Will Marshall: Hey, thanks for having us.
Jeff Dance: Excited to have you. I’m going to do a quick intro for those that don’t know you. Will, as CEO and co-founder, leads the overall company strategy and direction at Planet. Prior to Planet, he was a scientist at NASA, where he helped formulate the small spacecraft office. He was also a systems engineer on the lunar orbiter mission LADEE, which was the Lunar Atmosphere and Dust Environment Explorer, and he was a member of the science team for the lunar impactor mission LCROSS, which was the Lunar Crater Observation and Sensing Satellite. He has lots of other interesting experience at NASA, but in addition, he got a PhD in physics from the University of Oxford. He got a master’s degree in physics with space science and technology from the University of Leicester. He also completed a postdoctoral fellowship at Harvard and George Washington University. It is a really interesting background with a lot of deep space experience prior to Planet.
We are really grateful to have you here with us. Will, what do you do for fun? You do a lot of serious deep tech work, and I’m really excited to nerd out on all these things, but what do you do for fun?
Will Marshall: Well, I do some serious hiking.
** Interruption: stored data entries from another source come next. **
/// Sanitize extracted document text before line classification.
/// Strips control characters, trims each line, drops blank lines. The
/// preserved punctuation is exactly what the line classifiers key on:
/// field separators, email characters, and common address punctuation.
pub fn sanitize_text(raw: &str) -> String {
    raw.chars()
        .filter(|c| {
            c.is_alphanumeric()
                || c.is_whitespace()
                || matches!(
                    c,
                    '.' | ','
                        | ';'
                        | ':'
                        | '-'
                        | '/'
                        | '('
                        | ')'
                        | '+'
                        | '%'
                        | '#'
                        | '@'
                        | '&'
                        | '\''
                        | '_'
                        | '|'
                )
        })
        .collect::<String>()
        .lines()
        .map(|l| l.trim())
        .filter(|l| !l.is_empty())
        .collect::<Vec<_>>()
        .join("\n")
}

/// Truncate a line to at most `max_len` bytes, on a char boundary.
/// Applied before any regex runs so adversarially long input stays bounded.
pub fn truncate_line(line: &str, max_len: usize) -> &str {
    if line.len() <= max_len {
        return line;
    }
    let mut end = max_len;
    while !line.is_char_boundary(end) {
        end -= 1;
    }
    &line[..end]
}
use std::{future::Future, pin::Pin, time::Duration};

use log::{info, warn};
use thiserror::Error;
use tonic::transport::{Channel, ClientTlsConfig, Endpoint};

#[derive(Clone, Copy, Debug, PartialEq, Eq)]
pub enum ConnectionState {
    Disconnected,
    Connecting,
    Connected,
    Closed,
}

#[derive(Debug, Error)]
pub enum ConnectionError {
    #[error("InvalidAddress {address}: {source}")]
    InvalidAddress {
        address: String,
        #[source]
        source: tonic::transport::Error,
    },
    #[error("Timed out after {timeout:?} waiting for {address} to become ready")]
    Timeout { address: String, timeout: Duration },
    #[error("TransportError connecting to {address}: {source}")]
    Transport {
        address: String,
        #[source]
        source: tonic::transport::Error,
    },
    #[error("Channel already closed")]
    Closed,
}

/// Prefixes a bare `host:port` with `http://`. Addresses with a scheme are kept as-is.
pub fn normalize_address(address: &str) -> String {
    if address.starts_with("http://") || address.starts_with("https://") {
        address.to_string()
    } else {
        format!("http://{address}")
    }
}

pub fn create_endpoint(address: &str) -> Result<Endpoint, ConnectionError> {
    let url = normalize_address(address);
    let invalid = |source| ConnectionError::InvalidAddress {
        address: url.clone(),
        source,
    };
    let mut endpoint = Endpoint::from_shared(url.clone()).map_err(invalid)?;
    if url.starts_with("https") {
        endpoint = endpoint
            .tls_config(ClientTlsConfig::new())
            .map_err(invalid)?;
    }
    Ok(endpoint)
}

pub type ConnectFuture =
    Pin<Box<dyn Future<Output = Result<Channel, tonic::transport::Error>> + Send>>;

fn connect_endpoint(endpoint: Endpoint) -> ConnectFuture {
    Box::pin(async move { endpoint.connect().await })
}

/// Owns the transport handle to the payment service.
///
/// A manager makes a single bounded connection attempt per [`ChannelManager::connect`] call and
/// never reconnects on its own. Once closed it stays closed.
#[derive(Debug)]
pub struct ChannelManager {
    address: String,
    state: ConnectionState,
    channel: Option<Channel>,
    connector: fn(Endpoint) -> ConnectFuture,
}

impl ChannelManager {
    pub fn new(address: impl Into<String>) -> Self {
        Self::with_connector(address, connect_endpoint)
    }

    pub fn with_connector(
        address: impl Into<String>,
        connector: fn(Endpoint) -> ConnectFuture,
    ) -> Self {
        Self {
            address: address.into(),
            state: ConnectionState::Disconnected,
            channel: None,
            connector,
        }
    }

    pub fn address(&self) -> &str {
        &self.address
    }

    pub fn state(&self) -> ConnectionState {
        self.state
    }

    /// Returns a handle to the underlying channel, only while connected.
    pub fn channel(&self) -> Option<Channel> {
        match self.state {
            ConnectionState::Connected => self.channel.clone(),
            _ => None,
        }
    }

    /// Waits at most `timeout` for the channel to become ready.
    /// On failure the manager is left `Disconnected` and no RPC may be issued.
    pub async fn connect(&mut self, timeout: Duration) -> Result<(), ConnectionError> {
        match self.state {
            ConnectionState::Connected => return Ok(()),
            ConnectionState::Closed => return Err(ConnectionError::Closed),
            ConnectionState::Disconnected | ConnectionState::Connecting => {}
        }

        self.state = ConnectionState::Connecting;
        match self.try_connect(timeout).await {
            Ok(channel) => {
                self.channel = Some(channel);
                self.state = ConnectionState::Connected;
                info!("Connected to payment service at {}", self.address);
                Ok(())
            }
            Err(e) => {
                self.state = ConnectionState::Disconnected;
                warn!("Failed to connect to payment service. Error: {e}");
                Err(e)
            }
        }
    }

    async fn try_connect(&self, timeout: Duration) -> Result<Channel, ConnectionError> {
        let endpoint = create_endpoint(&self.address)?;
        match tokio::time::timeout(timeout, (self.connector)(endpoint)).await {
            Ok(Ok(channel)) => Ok(channel),
            Ok(Err(source)) => Err(ConnectionError::Transport {
                address: self.address.clone(),
                source,
            }),
            Err(_) => Err(ConnectionError::Timeout {
                address: self.address.clone(),
                timeout,
            }),
        }
    }

    /// Releases the transport handle. Calling it again after the first close does nothing.
    pub fn close(&mut self) {
        if self.state == ConnectionState::Closed {
            return;
        }
        self.channel = None;
        self.state = ConnectionState::Closed;
        info!("Disconnected from payment service at {}", self.address);
    }
}
use tonic_build::configure;

fn main() {
    configure()
        .build_client(true)
        // server stubs back the in-process test server
        .build_server(true)
        .compile(&["protos/payment.proto"], &["protos"])
        .unwrap();
}
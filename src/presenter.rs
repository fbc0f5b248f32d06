use clap::ValueEnum;
use payment_protos::payment::{Payment, PaymentEvent, PaymentStatus, Provider};
use serde::Serialize;

use crate::stats::{EventKind, SessionReport};

#[derive(Clone, Copy, Debug, Default, PartialEq, Eq, ValueEnum)]
pub enum OutputFormat {
    /// One line per event.
    #[default]
    Simple,
    /// A block per event with every payment field.
    Detailed,
    /// One JSON object per line.
    Json,
}

pub fn provider_label(code: i32) -> &'static str {
    Provider::try_from(code)
        .map(|p| p.as_str_name().trim_start_matches("PROVIDER_"))
        .unwrap_or("UNRECOGNIZED")
}

pub fn status_label(code: i32) -> &'static str {
    PaymentStatus::try_from(code)
        .map(|s| s.as_str_name().trim_start_matches("PAYMENT_STATUS_"))
        .unwrap_or("UNRECOGNIZED")
}

/// What gets shown for each classified event.
#[derive(Clone, Debug, PartialEq, Serialize)]
pub struct EventLine {
    pub payment_id: String,
    pub event_type: EventKind,
    pub provider: &'static str,
    pub status: &'static str,
    pub amount: f64,
    pub currency: String,
}

impl EventLine {
    pub fn new(event: &PaymentEvent, kind: EventKind) -> Self {
        let payment = event.payment.clone().unwrap_or_default();
        Self {
            payment_id: payment.id,
            event_type: kind,
            provider: provider_label(payment.provider),
            status: status_label(payment.status),
            amount: payment.amount,
            currency: payment.currency,
        }
    }
}

#[derive(Debug, Serialize)]
struct SummaryLine {
    total: u64,
    new: u64,
    existing: u64,
    elapsed_secs: f64,
}

impl From<&SessionReport> for SummaryLine {
    fn from(report: &SessionReport) -> Self {
        Self {
            total: report.total,
            new: report.new,
            existing: report.existing,
            elapsed_secs: report.elapsed.as_secs_f64(),
        }
    }
}

fn to_json<T: Serialize>(value: &T) -> String {
    serde_json::to_string(value).unwrap_or_else(|e| format!("{{\"error\":\"{e}\"}}"))
}

pub fn render_event(format: OutputFormat, line: &EventLine) -> String {
    match format {
        OutputFormat::Simple => format!(
            "[{:<8}] {} | {} | {} | {:.2} {}",
            line.event_type.as_str(),
            line.payment_id,
            line.provider,
            line.status,
            line.amount,
            line.currency
        ),
        OutputFormat::Detailed => format!(
            "Payment {}\n  Event:    {}\n  Provider: {}\n  Status:   {}\n  Amount:   {:.2} {}",
            line.payment_id,
            line.event_type.as_str(),
            line.provider,
            line.status,
            line.amount,
            line.currency
        ),
        OutputFormat::Json => to_json(line),
    }
}

pub fn render_summary(format: OutputFormat, report: &SessionReport) -> String {
    match format {
        OutputFormat::Json => to_json(&SummaryLine::from(report)),
        OutputFormat::Simple | OutputFormat::Detailed => format!(
            "SESSION STATS\n  Total Payments: {}\n  Existing:       {}\n  New:            {}\n  Duration:       {:.1}s",
            report.total,
            report.existing,
            report.new,
            report.elapsed.as_secs_f64()
        ),
    }
}

pub fn render_payment(format: OutputFormat, payment: &Payment) -> String {
    match format {
        OutputFormat::Json => to_json(&PaymentLine::from(payment)),
        OutputFormat::Simple => format!(
            "{} | {} | {} | {:.2} {} | {}",
            payment.id,
            provider_label(payment.provider),
            status_label(payment.status),
            payment.amount,
            payment.currency,
            payment.customer_email
        ),
        OutputFormat::Detailed => {
            let mut metadata = payment.metadata.iter().collect::<Vec<_>>();
            metadata.sort();
            let mut out = format!(
                "Payment {}\n  Provider:  {}\n  Status:    {}\n  Amount:    {:.2} {}\n  Customer:  {}\n  Created:   {}\n  Processed: {}",
                payment.id,
                provider_label(payment.provider),
                status_label(payment.status),
                payment.amount,
                payment.currency,
                payment.customer_email,
                payment.created_at,
                payment.processed_at
            );
            for (key, value) in metadata {
                out.push_str(&format!("\n  {key}: {value}"));
            }
            out
        }
    }
}

#[derive(Debug, Serialize)]
struct PaymentLine<'a> {
    id: &'a str,
    provider: &'static str,
    status: &'static str,
    amount: f64,
    currency: &'a str,
    customer_email: &'a str,
    created_at: i64,
    processed_at: i64,
    metadata: &'a std::collections::HashMap<String, String>,
}

impl<'a> From<&'a Payment> for PaymentLine<'a> {
    fn from(payment: &'a Payment) -> Self {
        Self {
            id: &payment.id,
            provider: provider_label(payment.provider),
            status: status_label(payment.status),
            amount: payment.amount,
            currency: &payment.currency,
            customer_email: &payment.customer_email,
            created_at: payment.created_at,
            processed_at: payment.processed_at,
            metadata: &payment.metadata,
        }
    }
}

/// Receives everything the client shows to the user.
pub trait Presenter {
    fn present_event(&mut self, line: &EventLine);
    fn present_summary(&mut self, report: &SessionReport);
    fn present_payment(&mut self, payment: &Payment);
}

impl<P: Presenter + ?Sized> Presenter for &mut P {
    fn present_event(&mut self, line: &EventLine) {
        (**self).present_event(line)
    }

    fn present_summary(&mut self, report: &SessionReport) {
        (**self).present_summary(report)
    }

    fn present_payment(&mut self, payment: &Payment) {
        (**self).present_payment(payment)
    }
}

/// Prints to stdout.
#[derive(Clone, Copy, Debug)]
pub struct ConsolePresenter {
    format: OutputFormat,
}

impl ConsolePresenter {
    pub fn new(format: OutputFormat) -> Self {
        Self { format }
    }
}

impl Presenter for ConsolePresenter {
    fn present_event(&mut self, line: &EventLine) {
        println!("{}", render_event(self.format, line));
    }

    fn present_summary(&mut self, report: &SessionReport) {
        println!("{}", render_summary(self.format, report));
    }

    fn present_payment(&mut self, payment: &Payment) {
        println!("{}", render_payment(self.format, payment));
    }
}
I like adventuring around the world, scuba diving, skiing, and hiking. I just got back from a trip to Antarctica. It was my first time visiting the seventh continent. It’s incredible hiking around there and seeing the wildlife. My passion is nature and getting out in it.
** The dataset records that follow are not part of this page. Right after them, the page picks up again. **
use std::time::{Duration, Instant};

use payment_protos::payment::PaymentEvent;
use serde::Serialize;

#[derive(Clone, Copy, Debug, PartialEq, Eq, Serialize)]
#[serde(rename_all = "lowercase")]
pub enum EventKind {
    New,
    Existing,
}

impl EventKind {
    /// Only the exact `"new"` marker counts as new, everything else is a re-emitted payment.
    pub fn classify(event_type: &str) -> Self {
        if event_type == "new" {
            EventKind::New
        } else {
            EventKind::Existing
        }
    }

    pub fn as_str(&self) -> &'static str {
        match self {
            EventKind::New => "new",
            EventKind::Existing => "existing",
        }
    }
}

/// Running counters for one session. `total == new + existing` after every update.
#[derive(Debug)]
pub struct SessionStats {
    existing: u64,
    new: u64,
    total: u64,
    started: Instant,
}

#[derive(Clone, Copy, Debug, PartialEq, Eq)]
pub struct SessionReport {
    pub total: u64,
    pub new: u64,
    pub existing: u64,
    pub elapsed: Duration,
}

impl Default for SessionStats {
    fn default() -> Self {
        Self::new()
    }
}

impl SessionStats {
    pub fn new() -> Self {
        Self {
            existing: 0,
            new: 0,
            total: 0,
            started: Instant::now(),
        }
    }

    pub fn on_event(&mut self, event: &PaymentEvent) -> EventKind {
        let kind = EventKind::classify(&event.event_type);
        self.total += 1;
        match kind {
            EventKind::New => self.new += 1,
            EventKind::Existing => self.existing += 1,
        }
        kind
    }

    pub fn report(&self) -> SessionReport {
        SessionReport {
            total: self.total,
            new: self.new,
            existing: self.existing,
            elapsed: self.started.elapsed(),
        }
    }
}

#[cfg(test)]
mod tests {
    use super::*;
    use crate::mock_server::event;

    #[test]
    fn test_classify() {
        assert_eq!(EventKind::classify("new"), EventKind::New);
        assert_eq!(EventKind::classify("existing"), EventKind::Existing);
        assert_eq!(EventKind::classify(""), EventKind::Existing);
        assert_eq!(EventKind::classify("NEW"), EventKind::Existing);
    }

    #[test]
    fn test_counts_add_up() {
        let mut stats = SessionStats::new();
        let types = ["new", "existing", "new", "refund", "new", "existing", ""];
        for (i, event_type) in types.iter().enumerate() {
            stats.on_event(&event(&format!("pay_{i:03}"), event_type));
            let report = stats.report();
            assert_eq!(report.total, report.new + report.existing);
            assert_eq!(report.total, i as u64 + 1);
        }

        let report = stats.report();
        assert_eq!(report.new, 3);
        assert_eq!(report.existing, 4);
        assert_eq!(report.total, 7);
    }

    #[test]
    fn test_cumulative_in_delivery_order() {
        let mut stats = SessionStats::new();
        let kinds = ["new", "existing", "new"]
            .iter()
            .map(|t| {
                let kind = stats.on_event(&event("pay_001", t));
                (kind, stats.report().new, stats.report().existing)
            })
            .collect::<Vec<_>>();

        assert_eq!(
            kinds,
            vec![
                (EventKind::New, 1, 0),
                (EventKind::Existing, 1, 1),
                (EventKind::New, 2, 1),
            ]
        );
    }

    #[test]
    fn test_report_does_not_mutate() {
        let mut stats = SessionStats::new();
        stats.on_event(&event("pay_001", "new"));

        let first = stats.report();
        let second = stats.report();
        assert_eq!((first.total, first.new, first.existing), (1, 1, 0));
        assert_eq!((second.total, second.new, second.existing), (1, 1, 0));
        assert!(second.elapsed >= first.elapsed);
    }

    #[test]
    fn test_empty_session() {
        let report = SessionStats::default().report();
        assert_eq!((report.total, report.new, report.existing), (0, 0, 0));
    }
}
Jeff Dance: Amazing. You get a look at more nature through your company as well, in deep detail. Let’s talk a little bit more about Planet. Tell us more about the company. You co-founded this, and you’re the CEO, so give us the CEO view of Planet.
How Planet is utilizing AI
Will Marshall: Of course. Planet lets people see change across the whole Earth every day to make informed decisions. This spans across civil government applications, commercial applications, and defense and intelligence applications. We do this with over 200 satellites that image the entire Earth’s landmass once per day. With advances in AI, we track changes that happen across that imagery in near real-time. I liken it to what Google did with indexing the internet to make it searchable. We’re indexing the Earth to make it searchable.
Jeff Dance: Are you adding data to make it searchable?
Will Marshall: You mean labeling data? Certainly, sometimes we have to, but AI is actually getting better at zero-shot or low-shot learning. That’s because foundation models, as they become multimodal, have been trained on a huge array of imagery data as well as text on the internet. So, they’re starting to get better and better at processing imagery right out of the gate.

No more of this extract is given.